Marthina Mutanga
NAMIBIA’S renowned wildlife protector Simson !Uri-#Khob has received a lifetime achievement award in the United Kingdom for his outstanding dedication and exceptional contribution to conservation in Africa.
!Uri-#Khob, the chief executive officer of Save the Rhino Trust (SRT), was on Monday evening personally handed the Prince William Award for Conservation in Africa by the Duke of Cambridge at the 2021 Tusk Conservation Awards held in London.
“I am very happy. My wife is here with me and she is just as happy,” the 58-year-old !Uri-#Khob commented from London on Wednesday morning.
“It is not the first time I have an encounter with Prince William. This is the third time. Every time we meet is like the first time,” he said.
Prince William, the Duke of Cambridge, launched the awards in 2013 in his role as royal patron of the Tusk Trust.
The trust supports forward-thinking and successful conservation intervention in Africa.
Tusk Trust works with successful local organisations, encouraging and enabling local African leadership, and supporting and nurturing their conservation programmes to accelerate growth from an innovative idea to a scalable solution.
!Uri-#Khob was born in Witvlei in the Omaheke Region.
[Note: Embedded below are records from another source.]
//! Shared type definitions for the chat stream client
//!
//! These types describe the visible transcript (`DisplayMessage`), the decoded
//! form of one tagged payload object (`NormalizedItem`), the persisted history
//! records returned by the backend and the outbound chat request body.

use serde::{Deserialize, Deserializer, Serialize};
use serde_json::{Map, Value};
use std::fmt;
use uuid::Uuid;

/// Author of a transcript entry.
#[derive(Debug, Clone, Copy, Serialize, Deserialize, PartialEq, Eq, Hash)]
#[serde(rename_all = "lowercase")]
pub enum Role {
    User,
    /// Any non-user role stored by the backend is rendered as the assistant.
    #[serde(other)]
    Assistant,
}

/// Client-side identifier attached to every transcript entry.
#[derive(Debug, Clone, PartialEq, Eq, Hash, Serialize, Deserialize)]
#[serde(transparent)]
pub struct MessageId(String);

impl MessageId {
    /// Mint a fresh random identifier.
    pub fn fresh() -> Self {
        Self(Uuid::new_v4().to_string())
    }

    pub fn as_str(&self) -> &str {
        &self.0
    }
}

impl fmt::Display for MessageId {
    fn fmt(&self, f: &mut fmt::Formatter<'_>) -> fmt::Result {
        f.write_str(&self.0)
    }
}

/// Nested data of a `product_card` payload.
///
/// Known fields are read leniently: numbers and booleans are kept as their
/// JSON text, a missing or null field is empty. Fields the client does not
/// know are carried in `extra` and serialized back unchanged.
#[derive(Debug, Clone, Default, PartialEq, Eq, Serialize, Deserialize)]
#[serde(rename_all = "camelCase", default)]
pub struct ProductCard {
    #[serde(deserialize_with = "lenient_string")]
    pub title: String,
    #[serde(deserialize_with = "lenient_string")]
    pub price: String,
    #[serde(deserialize_with = "lenient_string")]
    pub image_url: String,
    #[serde(deserialize_with = "lenient_string")]
    pub link_url: String,
    #[serde(flatten)]
    pub extra: Map<String, Value>,
}

/// Nested data of a `map_card` payload. Read like [`ProductCard`].
#[derive(Debug, Clone, Default, PartialEq, Eq, Serialize, Deserialize)]
#[serde(rename_all = "camelCase", default)]
pub struct MapCard {
    #[serde(deserialize_with = "lenient_string")]
    pub title: String,
    #[serde(deserialize_with = "lenient_string")]
    pub embed_url: String,
    #[serde(deserialize_with = "lenient_string")]
    pub link_url: String,
    #[serde(flatten)]
    pub extra: Map<String, Value>,
}

fn lenient_string<'de, D>(deserializer: D) -> Result<String, D::Error>
where
    D: Deserializer<'de>,
{
    Ok(match Value::deserialize(deserializer)? {
        Value::Null => String::new(),
        Value::String(s) => s,
        other => other.to_string(),
    })
}

/// Decoded form of one tagged payload object.
///
/// This is the closed set of kinds a transcript entry can carry; anything the
/// backend sends outside of it is dropped at the normalization boundary.
#[derive(Debug, Clone, PartialEq, Eq, Serialize, Deserialize)]
#[serde(tag = "type", rename_all = "snake_case")]
pub enum NormalizedItem {
    Text {
        content: String,
    },
    Button {
        label: String,
        action: String,
        #[serde(rename = "class", default, skip_serializing_if = "Option::is_none")]
        style_class: Option<String>,
    },
    ProductCard {
        data: ProductCard,
    },
    MapCard {
        data: MapCard,
    },
}

impl NormalizedItem {
    pub fn text(content: impl Into<String>) -> Self {
        NormalizedItem::Text {
            content: content.into(),
        }
    }

    pub fn is_text(&self) -> bool {
        matches!(self, NormalizedItem::Text { .. })
    }

    /// Short tag matching the wire `type` value.
    pub fn kind_name(&self) -> &'static str {
        match self {
            NormalizedItem::Text { .. } => "text",
            NormalizedItem::Button { .. } => "button",
            NormalizedItem::ProductCard { .. } => "product_card",
            NormalizedItem::MapCard { .. } => "map_card",
        }
    }
}

/// One entry of the visible transcript.
#[derive(Debug, Clone, PartialEq, Eq, Serialize, Deserialize)]
pub struct DisplayMessage {
    pub id: MessageId,
    pub role: Role,
    #[serde(flatten)]
    pub kind: NormalizedItem,
}

impl DisplayMessage {
    /// A locally echoed user message. User messages are always text.
    pub fn user(content: impl Into<String>) -> Self {
        Self {
            id: MessageId::fresh(),
            role: Role::User,
            kind: NormalizedItem::text(content),
        }
    }

    pub fn assistant(kind: NormalizedItem) -> Self {
        Self {
            id: MessageId::fresh(),
            role: Role::Assistant,
            kind,
        }
    }

    /// Text content when this entry is a text message.
    pub fn text_content(&self) -> Option<&str> {
        match &self.kind {
            NormalizedItem::Text { content } => Some(content),
            _ => None,
        }
    }

    /// True for an assistant text entry, the only kind that may grow while streaming.
    pub fn is_assistant_text(&self) -> bool {
        self.role == Role::Assistant && self.kind.is_text()
    }
}

/// Persisted transcript record as returned by the history endpoint.
///
/// `content` is either plain text or a JSON-encoded tagged payload (one object
/// or an array of objects).
#[derive(Debug, Clone, PartialEq, Eq, Serialize, Deserialize)]
pub struct HistoryRecord {
    pub role: Role,
    pub content: String,
}

/// Body of `GET /chat/{session_id}`.
#[derive(Debug, Clone, Default, Serialize, Deserialize)]
#[serde(rename_all = "camelCase")]
pub struct HistoryResponse {
    #[serde(default)]
    pub chat_logs: Vec<HistoryRecord>,
}

/// Body of `POST /chat`.
#[derive(Debug, Clone, PartialEq, Eq, Serialize, Deserialize)]
pub struct ChatRequest {
    pub client_slug: String,
    pub message: String,
    pub session_id: String,
    #[serde(rename = "pageContent", default, skip_serializing_if = "Option::is_none")]
    pub page_content: Option<String>,
    #[serde(default, skip_serializing_if = "Option::is_none")]
    pub stream: Option<bool>,
}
He moved to Khorixas as a young mechanic to open a car workshop.
“A lady from Save the Rhino Trust asked for help and I managed to help fix her broken car,” !Uri-#Khob recalled.
“She then asked me to assist at the Save the Rhino Trust where I worked for 13 years before leaving for England to study conservancy biology.”
On his return to Namibia, he rejoined the SRT where he has served for the past 30 years, leading a team of 43 staff members and community rhino rangers from 13 conservancies, spanning an area of 25,000 km².
When !Uri-#Khob joined the SRT in the early 1990s, Namibia’s black rhino population, the only free ranging black rhino population in the world, was just back from the brink of almost complete decimation after a terrible drought and surge of poaching in the 1980s.
Namibia’s successful anti-poaching measures have been largely driven by local communities with support from SRT.
Today, rhino numbers have increased and conservancies are supported to employ locally-recruited rangers, provide education and health improvements and help for farmers.
“It is impossible not to feel his passion, commitment and honest, open heart for protecting his rhinos and ensuring his rangers are given the support they need and deserve,” Prince William said at the award ceremony.